### Work instructions
What is needed is a word-for-word restatement of all the entries.

[Stored data]
[Start of section]

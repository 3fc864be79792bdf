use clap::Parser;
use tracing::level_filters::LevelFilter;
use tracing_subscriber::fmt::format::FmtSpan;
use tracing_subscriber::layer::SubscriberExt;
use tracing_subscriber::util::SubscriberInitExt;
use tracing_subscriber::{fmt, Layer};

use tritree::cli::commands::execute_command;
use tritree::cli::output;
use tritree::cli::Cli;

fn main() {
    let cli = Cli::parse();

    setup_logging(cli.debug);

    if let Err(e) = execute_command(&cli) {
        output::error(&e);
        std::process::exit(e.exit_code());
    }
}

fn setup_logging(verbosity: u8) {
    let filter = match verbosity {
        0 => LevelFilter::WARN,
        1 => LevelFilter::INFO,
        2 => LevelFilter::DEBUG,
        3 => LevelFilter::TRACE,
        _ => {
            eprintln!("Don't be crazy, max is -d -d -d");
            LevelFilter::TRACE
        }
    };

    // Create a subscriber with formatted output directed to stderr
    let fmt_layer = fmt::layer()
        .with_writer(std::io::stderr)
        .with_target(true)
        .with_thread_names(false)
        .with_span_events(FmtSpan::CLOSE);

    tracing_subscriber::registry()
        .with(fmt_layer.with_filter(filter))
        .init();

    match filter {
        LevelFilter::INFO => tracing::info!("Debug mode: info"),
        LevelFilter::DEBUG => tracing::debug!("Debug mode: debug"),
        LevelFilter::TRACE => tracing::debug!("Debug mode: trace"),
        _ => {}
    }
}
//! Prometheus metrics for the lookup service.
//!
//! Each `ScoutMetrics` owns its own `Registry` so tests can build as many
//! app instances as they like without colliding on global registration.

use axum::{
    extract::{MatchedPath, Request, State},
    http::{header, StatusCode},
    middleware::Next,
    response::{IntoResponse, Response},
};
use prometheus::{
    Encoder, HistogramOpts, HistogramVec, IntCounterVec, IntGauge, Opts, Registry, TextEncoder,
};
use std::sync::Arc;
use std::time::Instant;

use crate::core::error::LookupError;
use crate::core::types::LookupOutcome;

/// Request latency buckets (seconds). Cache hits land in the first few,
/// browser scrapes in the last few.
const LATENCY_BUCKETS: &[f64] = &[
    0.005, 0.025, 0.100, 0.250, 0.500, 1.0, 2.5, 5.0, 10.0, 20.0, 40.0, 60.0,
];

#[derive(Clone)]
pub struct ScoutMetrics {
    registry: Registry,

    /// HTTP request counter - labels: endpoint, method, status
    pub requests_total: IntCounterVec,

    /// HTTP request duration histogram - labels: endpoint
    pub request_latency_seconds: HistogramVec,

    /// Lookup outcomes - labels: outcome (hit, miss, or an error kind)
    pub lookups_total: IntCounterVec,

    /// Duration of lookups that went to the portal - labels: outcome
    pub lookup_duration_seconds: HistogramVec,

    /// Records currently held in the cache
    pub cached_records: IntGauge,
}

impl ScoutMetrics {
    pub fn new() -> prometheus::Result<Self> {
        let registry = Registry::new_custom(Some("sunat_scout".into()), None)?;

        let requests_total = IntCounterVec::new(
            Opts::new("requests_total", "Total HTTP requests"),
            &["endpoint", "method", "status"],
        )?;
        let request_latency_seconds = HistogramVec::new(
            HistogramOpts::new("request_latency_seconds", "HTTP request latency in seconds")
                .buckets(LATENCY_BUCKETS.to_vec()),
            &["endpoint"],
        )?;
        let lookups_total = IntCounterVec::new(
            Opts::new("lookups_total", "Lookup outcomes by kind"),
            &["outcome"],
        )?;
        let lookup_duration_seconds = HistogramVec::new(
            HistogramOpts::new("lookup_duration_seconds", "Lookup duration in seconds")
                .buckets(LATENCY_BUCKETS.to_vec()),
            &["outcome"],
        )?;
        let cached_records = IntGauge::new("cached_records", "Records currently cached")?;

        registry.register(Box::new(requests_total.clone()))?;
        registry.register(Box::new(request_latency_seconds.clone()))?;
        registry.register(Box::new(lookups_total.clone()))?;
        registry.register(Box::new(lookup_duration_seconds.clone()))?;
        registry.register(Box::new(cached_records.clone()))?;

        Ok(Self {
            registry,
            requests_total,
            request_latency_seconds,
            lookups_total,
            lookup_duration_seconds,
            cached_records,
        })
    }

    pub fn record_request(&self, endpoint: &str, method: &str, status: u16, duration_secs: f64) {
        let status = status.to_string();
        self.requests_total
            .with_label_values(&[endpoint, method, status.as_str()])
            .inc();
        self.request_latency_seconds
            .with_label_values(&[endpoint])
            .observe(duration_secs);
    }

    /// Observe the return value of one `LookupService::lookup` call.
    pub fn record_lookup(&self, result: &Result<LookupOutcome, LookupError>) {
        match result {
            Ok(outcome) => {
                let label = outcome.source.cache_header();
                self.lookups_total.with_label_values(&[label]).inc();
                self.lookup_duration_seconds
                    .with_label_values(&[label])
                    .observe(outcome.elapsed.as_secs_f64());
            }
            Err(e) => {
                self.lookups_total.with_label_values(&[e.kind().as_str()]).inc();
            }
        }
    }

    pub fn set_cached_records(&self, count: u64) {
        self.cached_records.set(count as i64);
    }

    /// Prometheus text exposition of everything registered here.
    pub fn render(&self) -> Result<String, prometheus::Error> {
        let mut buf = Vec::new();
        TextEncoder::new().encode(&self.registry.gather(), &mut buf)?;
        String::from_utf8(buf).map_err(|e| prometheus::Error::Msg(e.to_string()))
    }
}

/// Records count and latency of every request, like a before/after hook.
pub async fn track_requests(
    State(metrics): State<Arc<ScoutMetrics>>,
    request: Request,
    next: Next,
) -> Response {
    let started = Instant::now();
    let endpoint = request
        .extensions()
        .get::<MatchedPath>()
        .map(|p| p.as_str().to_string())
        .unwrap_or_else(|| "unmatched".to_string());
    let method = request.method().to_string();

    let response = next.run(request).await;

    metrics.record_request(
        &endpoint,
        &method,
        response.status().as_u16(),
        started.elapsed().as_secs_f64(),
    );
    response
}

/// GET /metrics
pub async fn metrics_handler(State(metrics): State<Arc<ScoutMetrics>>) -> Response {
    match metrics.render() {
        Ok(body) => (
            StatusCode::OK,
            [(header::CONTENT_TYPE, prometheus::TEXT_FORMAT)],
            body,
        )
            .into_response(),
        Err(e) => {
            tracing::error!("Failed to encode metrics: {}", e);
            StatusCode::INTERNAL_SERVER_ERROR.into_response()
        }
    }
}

[End of section]

### Solution to the problem
repository 3fc864be79792bdf
use clap::Parser;
use tracing::level_filters::LevelFilter;
use tracing_subscriber::fmt::format::FmtSpan;
use tracing_subscriber::layer::SubscriberExt;
use tracing_subscriber::util::SubscriberInitExt;
use tracing_subscriber::{fmt, Layer};

use tritree::cli::commands::execute_command;
use tritree::cli::output;
use tritree::cli::Cli;

fn main() {
    let cli = Cli::parse();

    setup_logging(cli.debug);

    if let Err(e) = execute_command(&cli) {
        output::error(&e);
        std::process::exit(e.exit_code());
    }
}

fn setup_logging(verbosity: u8) {
    let filter = match verbosity {
        0 => LevelFilter::WARN,
        1 => LevelFilter::INFO,
        2 => LevelFilter::DEBUG,
        3 => LevelFilter::TRACE,
        _ => {
            eprintln!("Don't be crazy, max is -d -d -d");
            LevelFilter::TRACE
        }
    };

    // Create a subscriber with formatted output directed to stderr
    let fmt_layer = fmt::layer()
        .with_writer(std::io::stderr)
        .with_target(true)
        .with_thread_names(false)
        .with_span_events(FmtSpan::CLOSE);

    tracing_subscriber::registry()
        .with(fmt_layer.with_filter(filter))
        .init();

    match filter {
        LevelFilter::INFO => tracing::info!("Debug mode: info"),
        LevelFilter::DEBUG => tracing::debug!("Debug mode: debug"),
        LevelFilter::TRACE => tracing::debug!("Debug mode: trace"),
        _ => {}
    }
}
//! Prometheus metrics for the lookup service.
//!
//! Each `ScoutMetrics` owns its own `Registry` so tests can build as many
//! app instances as they like without colliding on global registration.

use axum::{
    extract::{MatchedPath, Request, State},
    http::{header, StatusCode},
    middleware::Next,
    response::{IntoResponse, Response},
};
use prometheus::{
    Encoder, HistogramOpts, HistogramVec, IntCounterVec, IntGauge, Opts, Registry, TextEncoder,
};
use std::sync::Arc;
use std::time::Instant;

use crate::core::error::LookupError;
use crate::core::types::LookupOutcome;

/// Request latency buckets (seconds). Cache hits land in the first few,
/// browser scrapes in the last few.
const LATENCY_BUCKETS: &[f64] = &[
    0.005, 0.025, 0.100, 0.250, 0.500, 1.0, 2.5, 5.0, 10.0, 20.0, 40.0, 60.0,
];

#[derive(Clone)]
pub struct ScoutMetrics {
    registry: Registry,

    /// HTTP request counter - labels: endpoint, method, status
    pub requests_total: IntCounterVec,

    /// HTTP request duration histogram - labels: endpoint
    pub request_latency_seconds: HistogramVec,

    /// Lookup outcomes - labels: outcome (hit, miss, or an error kind)
    pub lookups_total: IntCounterVec,

    /// Duration of lookups that went to the portal - labels: outcome
    pub lookup_duration_seconds: HistogramVec,

    /// Records currently held in the cache
    pub cached_records: IntGauge,
}

impl ScoutMetrics {
    pub fn new() -> prometheus::Result<Self> {
        let registry = Registry::new_custom(Some("sunat_scout".into()), None)?;

        let requests_total = IntCounterVec::new(
            Opts::new("requests_total", "Total HTTP requests"),
            &["endpoint", "method", "status"],
        )?;
        let request_latency_seconds = HistogramVec::new(
            HistogramOpts::new("request_latency_seconds", "HTTP request latency in seconds")
                .buckets(LATENCY_BUCKETS.to_vec()),
            &["endpoint"],
        )?;
        let lookups_total = IntCounterVec::new(
            Opts::new("lookups_total", "Lookup outcomes by kind"),
            &["outcome"],
        )?;
        let lookup_duration_seconds = HistogramVec::new(
            HistogramOpts::new("lookup_duration_seconds", "Lookup duration in seconds")
                .buckets(LATENCY_BUCKETS.to_vec()),
            &["outcome"],
        )?;
        let cached_records = IntGauge::new("cached_records", "Records currently cached")?;

        registry.register(Box::new(requests_total.clone()))?;
        registry.register(Box::new(request_latency_seconds.clone()))?;
        registry.register(Box::new(lookups_total.clone()))?;
        registry.register(Box::new(lookup_duration_seconds.clone()))?;
        registry.register(Box::new(cached_records.clone()))?;

        Ok(Self {
            registry,
            requests_total,
            request_latency_seconds,
            lookups_total,
            lookup_duration_seconds,
            cached_records,
        })
    }

    pub fn record_request(&self, endpoint: &str, method: &str, status: u16, duration_secs: f64) {
        let status = status.to_string();
        self.requests_total
            .with_label_values(&[endpoint, method, status.as_str()])
            .inc();
        self.request_latency_seconds
            .with_label_values(&[endpoint])
            .observe(duration_secs);
    }

    /// Observe the return value of one `LookupService::lookup` call.
    pub fn record_lookup(&self, result: &Result<LookupOutcome, LookupError>) {
        match result {
            Ok(outcome) => {
                let label = outcome.source.cache_header();
                self.lookups_total.with_label_values(&[label]).inc();
                self.lookup_duration_seconds
                    .with_label_values(&[label])
                    .observe(outcome.elapsed.as_secs_f64());
            }
            Err(e) => {
                self.lookups_total.with_label_values(&[e.kind().as_str()]).inc();
            }
        }
    }

    pub fn set_cached_records(&self, count: u64) {
        self.cached_records.set(count as i64);
    }

    /// Prometheus text exposition of everything registered here.
    pub fn render(&self) -> Result<String, prometheus::Error> {
        let mut buf = Vec::new();
        TextEncoder::new().encode(&self.registry.gather(), &mut buf)?;
        String::from_utf8(buf).map_err(|e| prometheus::Error::Msg(e.to_string()))
    }
}

/// Records count and latency of every request, like a before/after hook.
pub async fn track_requests(
    State(metrics): State<Arc<ScoutMetrics>>,
    request: Request,
    next: Next,
) -> Response {
    let started = Instant::now();
    let endpoint = request
        .extensions()
        .get::<MatchedPath>()
        .map(|p| p.as_str().to_string())
        .unwrap_or_else(|| "unmatched".to_string());
    let method = request.method().to_string();

    let response = next.run(request).await;

    metrics.record_request(
        &endpoint,
        &method,
        response.status().as_u16(),
        started.elapsed().as_secs_f64(),
    );
    response
}

/// GET /metrics
pub async fn metrics_handler(State(metrics): State<Arc<ScoutMetrics>>) -> Response {
    match metrics.render() {
        Ok(body) => (
            StatusCode::OK,
            [(header::CONTENT_TYPE, prometheus::TEXT_FORMAT)],
            body,
        )
            .into_response(),
        Err(e) => {
            tracing::error!("Failed to encode metrics: {}", e);
            StatusCode::INTERNAL_SERVER_ERROR.into_response()
        }
    }
}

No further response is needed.